Voilà
Ca y est, le verdict est tombé. Selon le psychiatre que je vois depuis octobre dernier, je souffre de "phobie sociale", et quand je lis la description qu'en donne wikipédia, je ne peux que tomber d'accord.
C'est ce qui explique les crises d'angoisse (ou crises de panique) pendant les heures de conduite, le défi que constitue certaines actions banales de la vie de tous les jours (aller chercher le pain, demander un renseignement, etc), la transpiration et le sentiment de malaise dans les transports en commun... et probablement une partie de mon échec à la fac.
Pouvoir mettre un nom sur ce qui me bloque depuis toujours, c'est un vrai soulagement. Même si je sais que ça reste un combat que je mène seul puisqu'il se heurte à la totale incompréhension des proches, car généralement, ceux-ci ne peuvent pas se rendre compte du handicap puisque leur simple présence désamorce la phobie. De même, la phobie n'est déclenchée que dans certaines conditions précises et c'est probablement ce qui fait que je suis capable de me sentir en confiance dans certains lieux publics (la fnac par exemple), mais à l'inverse profondément mal à l'aise dans d'autres en l'absence d'un ami (concerts, bars, magasins de vêtement - y aller seul est inenvisageable et je n'en ai d'ailleurs jamais fait l'expérience).
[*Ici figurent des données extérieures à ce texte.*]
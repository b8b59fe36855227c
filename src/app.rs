//! Per-invocation application context shared by CLI commands.

use std::path::PathBuf;

use crate::cli::Cli;
use crate::config::Config;
use crate::error::Result;

#[derive(Debug, Clone)]
pub struct AppContext {
    pub config: Config,
    /// Explicit `--config` path, if any.
    pub config_path: Option<PathBuf>,
    pub project_root: PathBuf,
    pub json: bool,
}

impl AppContext {
    pub fn from_cli(cli: &Cli) -> Result<Self> {
        let project_root = std::env::current_dir()?;
        let config = Config::load(cli.config.as_deref(), &project_root)?;
        Ok(Self {
            config,
            config_path: cli.config.clone(),
            project_root,
            json: cli.json,
        })
    }
}
//! Load pre-chunked documentation into the engine database.
//!
//! Input is a JSON document of pages, each carrying its own sections.
//! Section embeddings are computed here with the same [`Embedder`] the
//! engine uses for queries, so both sides share one vector space.

use serde::{Deserialize, Serialize};
use tracing::{debug, info};

use crate::error::{DocsError, Result};
use crate::search::embeddings::Embedder;
use crate::search::result::PageType;
use crate::storage::sqlite::{Database, NewPage, NewSection};

#[derive(Debug, Clone, Deserialize)]
pub struct IngestDocument {
    pub pages: Vec<IngestPage>,
}

#[derive(Debug, Clone, Deserialize)]
pub struct IngestPage {
    #[serde(flatten)]
    pub page: NewPage,
    #[serde(default)]
    pub sections: Vec<NewSection>,
}

#[derive(Debug, Clone, Copy, Default, PartialEq, Eq, Serialize)]
pub struct IngestStats {
    pub pages: usize,
    pub sections: usize,
    pub embedded: usize,
}

/// Write every page of `doc`, replacing the sections of pages that already
/// exist. Pages are validated up front; nothing is written if any is bad.
pub fn ingest(db: &mut Database, embedder: &dyn Embedder, doc: IngestDocument) -> Result<IngestStats> {
    for entry in &doc.pages {
        validate_page(&entry.page)?;
    }

    let mut stats = IngestStats::default();
    for entry in doc.pages {
        let IngestPage { page, mut sections } = entry;
        for section in &mut sections {
            if section.rag_ignore {
                section.embedding = None;
                continue;
            }
            section.embedding = Some(embedder.embed(&section_text(section)));
            stats.embedded += 1;
        }

        let page_id = db.upsert_page(&page)?;
        stats.sections += db.replace_sections(page_id, &sections)?;
        stats.pages += 1;
        debug!(path = %page.path, page_id, sections = sections.len(), "page ingested");
    }

    info!(
        pages = stats.pages,
        sections = stats.sections,
        embedded = stats.embedded,
        "ingest complete"
    );
    Ok(stats)
}

fn validate_page(page: &NewPage) -> Result<()> {
    if page.path.trim().is_empty() {
        return Err(DocsError::Serialization("page path must not be empty".to_string()));
    }
    if PageType::parse(&page.page_type).is_none() {
        return Err(DocsError::Serialization(format!(
            "page {}: unknown type '{}'",
            page.path, page.page_type
        )));
    }
    if page.meta.title.trim().is_empty() {
        return Err(DocsError::Serialization(format!("page {}: missing title", page.path)));
    }
    Ok(())
}

fn section_text(section: &NewSection) -> String {
    match &section.heading {
        Some(heading) => format!("{heading}\n{}", section.content),
        None => section.content.clone(),
    }
}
Maintenant le plus dur reste à faire : je suis à nouveau sous anti-dépresseurs puisque la phobie sociale ré-amorce l'anxiété et donc la dépression (dose de cheval, c'est le retour des zombies somnolents - yawn of the dead), et je dois prendre rendez-vous avec un psy spécialisé sur le sujet, pour avoir une nouvelle psychothérapie comportementale, et une thérapie de groupe (su -per). La bonne nouvelle dans tout ça c'est qu'au bout du compte je serai peut-être apte à aborder une virée solitaire en ville sans stresser, transpirer, et avoir peur ; et éventuellement, qui sait ? à reprendre des études à mon niveau.
1 commentaire à cet article.
J'ai oui dire que ces thérapies sont efficaces. Bon courage, je suis de tout coeur avec toi.